Despite mammography is probably the imaging modality with more data available for breast cancer screening, radiomics and AI studies are rapidly evolving to improve the assessment of breast MRI in different applications, including breast cancer risk prediction, lesion detection and classification. The aim of this presentation is to review the current knowledge and future applications of AI on MRI for breast cancer screening and risk prediction.
Fully automated detection of breast cancer on screening MRI using CNN has been shown to be possible, not only for systematic diagnostic interpretation but also for identifying tumor-containing slices stored on picture archiving and communication systems.
Dalmis et al. (2018) were one of the first authors who used deep learning to develop a CADe system that exploits the spatial information obtained from the early-phase scans, which can be applied to screening programs where abbreviated MRI protocols are used.
Herent et al. (2019) developed a deep learning model that simultaneously learns to detect lesions and characterize them.

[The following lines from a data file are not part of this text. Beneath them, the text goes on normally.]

//! Outbound SMS and calls.

use crate::client::AsyncOpenPhoneClient;
use crate::error::AdapterResult;
use crate::models::{CreateCallRequest, SendMessageRequest};
use crate::tools::require_field;
use serde::{Deserialize, Serialize};
use serde_json::Value;
use std::sync::Arc;

/// Parameters for sending an SMS.
#[derive(Debug, Clone, Default, Deserialize)]
pub struct SendSmsParams {
    /// Destination phone number (E.164)
    pub to: Option<String>,

    /// Message body
    pub message: Option<String>,

    /// Sending OpenPhone number or number id; upstream default when absent
    pub from: Option<String>,
}

#[derive(Debug, Clone, Serialize, Deserialize)]
pub struct SendSmsResponse {
    pub success: bool,
    pub message_id: Option<String>,
    pub data: Value,
}

/// Parameters for placing a call.
#[derive(Debug, Clone, Default, Deserialize)]
pub struct MakeCallParams {
    pub to: Option<String>,
    pub from: Option<String>,
}

#[derive(Debug, Clone, Serialize, Deserialize)]
pub struct MakeCallResponse {
    pub success: bool,
    pub call_id: Option<String>,
    pub data: Value,
}

#[derive(Clone)]
pub struct MessagingTools {
    client: Arc<dyn AsyncOpenPhoneClient>,
}

fn created_id(data: &Value) -> Option<String> {
    data.get("id").and_then(Value::as_str).map(str::to_string)
}

impl MessagingTools {
    pub fn new(client: Arc<dyn AsyncOpenPhoneClient>) -> Self {
        Self { client }
    }

    /// Send a text message. Requires `to` and `message`.
    pub async fn send_sms(&self, params: SendSmsParams) -> AdapterResult<SendSmsResponse> {
        let to = require_field(params.to, "to")?;
        let content = require_field(params.message, "message")?;

        let request = SendMessageRequest {
            to: vec![to],
            content,
            from: params.from,
        };
        let data = self.client.send_message(&request).await?;
        let message_id = created_id(&data);
        tracing::info!(message_id = ?message_id, "Message sent");

        Ok(SendSmsResponse {
            success: true,
            message_id,
            data,
        })
    }

    /// Place a call. Requires both `to` and `from`.
    pub async fn make_call(&self, params: MakeCallParams) -> AdapterResult<MakeCallResponse> {
        let to = require_field(params.to, "to")?;
        let from = require_field(params.from, "from")?;

        let data = self
            .client
            .create_call(&CreateCallRequest { to, from })
            .await?;
        let call_id = created_id(&data);
        tracing::info!(call_id = ?call_id, "Call created");

        Ok(MakeCallResponse {
            success: true,
            call_id,
            data,
        })
    }
}
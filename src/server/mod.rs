//! HTTP server for the OpenPhone MCP adapter.
//!
//! This module wires the endpoint table onto an axum `Router` and runs it
//! until the process receives Ctrl-C.

pub mod handlers;

pub use handlers::{OpenPhoneMcpServer, ServiceInfo};

use anyhow::Result;
use axum::routing::{get, post};
use axum::Router;
use tokio::net::TcpListener;
use tower_http::cors::CorsLayer;
use tower_http::trace::TraceLayer;

/// Build the router with every adapter endpoint.
pub fn router(server: OpenPhoneMcpServer) -> Router {
    Router::new()
        .route("/health", get(handlers::health))
        .route("/mcp/info", get(handlers::info))
        .route("/mcp/search", post(handlers::search))
        .route("/mcp/fetch", post(handlers::fetch))
        .route("/mcp/tools/send-sms", post(handlers::send_sms))
        .route("/mcp/tools/make-call", post(handlers::make_call))
        .route("/mcp/tools/messages", get(handlers::list_messages))
        .route("/mcp/tools/contacts", get(handlers::list_contacts))
        .route("/mcp/tools/calls", get(handlers::list_calls))
        .route("/mcp/tools/phone-numbers", get(handlers::list_phone_numbers))
        .route("/mcp/tools/create-contact", post(handlers::create_contact))
        .route("/webhooks/openphone", post(handlers::openphone_webhook))
        .layer(TraceLayer::new_for_http())
        .layer(CorsLayer::permissive())
        .with_state(server)
}

/// Serve the adapter on an already-bound listener.
///
/// Returns once a shutdown signal has been received and in-flight requests
/// have drained.
pub async fn run_server(server: OpenPhoneMcpServer, listener: TcpListener) -> Result<()> {
    let app = router(server);

    axum::serve(listener, app)
        .with_graceful_shutdown(shutdown_signal())
        .await?;

    Ok(())
}

async fn shutdown_signal() {
    if let Err(e) = tokio::signal::ctrl_c().await {
        tracing::error!("Failed to listen for shutdown signal: {}", e);
        std::future::pending::<()>().await;
    }
    tracing::info!("Shutdown signal received");
}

The model was based on a single two-dimensional T1-weighted fat suppressed MR image obtained after intravenous administration of a gadolinium chelate selected by radiologists. Training set included 335 MR images and the algorithm performance was evaluated on an independent test set of 168 MR images, in which the model reached a weighted mean AUC of 0.816.
Adachi et al (2020) evaluate an AI system to detect and diagnose lesions of maximum intensity projection (MIP) in DCE-MRI (training set: 214; validation set: 72; and testing set: 85). The AI system showed better diagnostic performance compared to the human readers (0.925 x 0.884 ; p = 0.002), and because of the increased performance of human readers with the assistance of the AI system, the AUC of human readers was significantly higher with than without the AI system (0.899 x 0.884; p = 0.039).
Zhou et al. (2019) evaluated the efficacy of 3D deep convolutional neural network (CNN) for diagnosing breast cancer and localizing the lesions at dynamic contrast enhanced (DCE) MRI data in a weakly supervised manner. A total of 1537 cases were included (training set: 1073; validation set: 157; and testing set: 307). The final algorithm performance for breast cancer diagnosis showed an AUC of 0.859. The weakly supervised learning method showed promise for localizing lesions in volumetric radiology images with only image-level labels, enabling a fully automatic pipeline, from breast MRI preprocessing to malignancy likelihood prediction and cancer annotating.
Dalmis et al. (2019) investigated artificial intelligence (AI)–based classification of benign and malignant breast lesions imaged with a multiparametric breast magnetic resonance imaging (MRI) protocol with DCE-MRI, T2-weighted, and DWI. 576 lesions were included. The AUC was 0.811 when only DCE-MRI information was used. However, the final AI system that combined all imaging and patient information resulted in an AUC of 0.852, significantly higher than the DCE-MRI alone (P = 0.002).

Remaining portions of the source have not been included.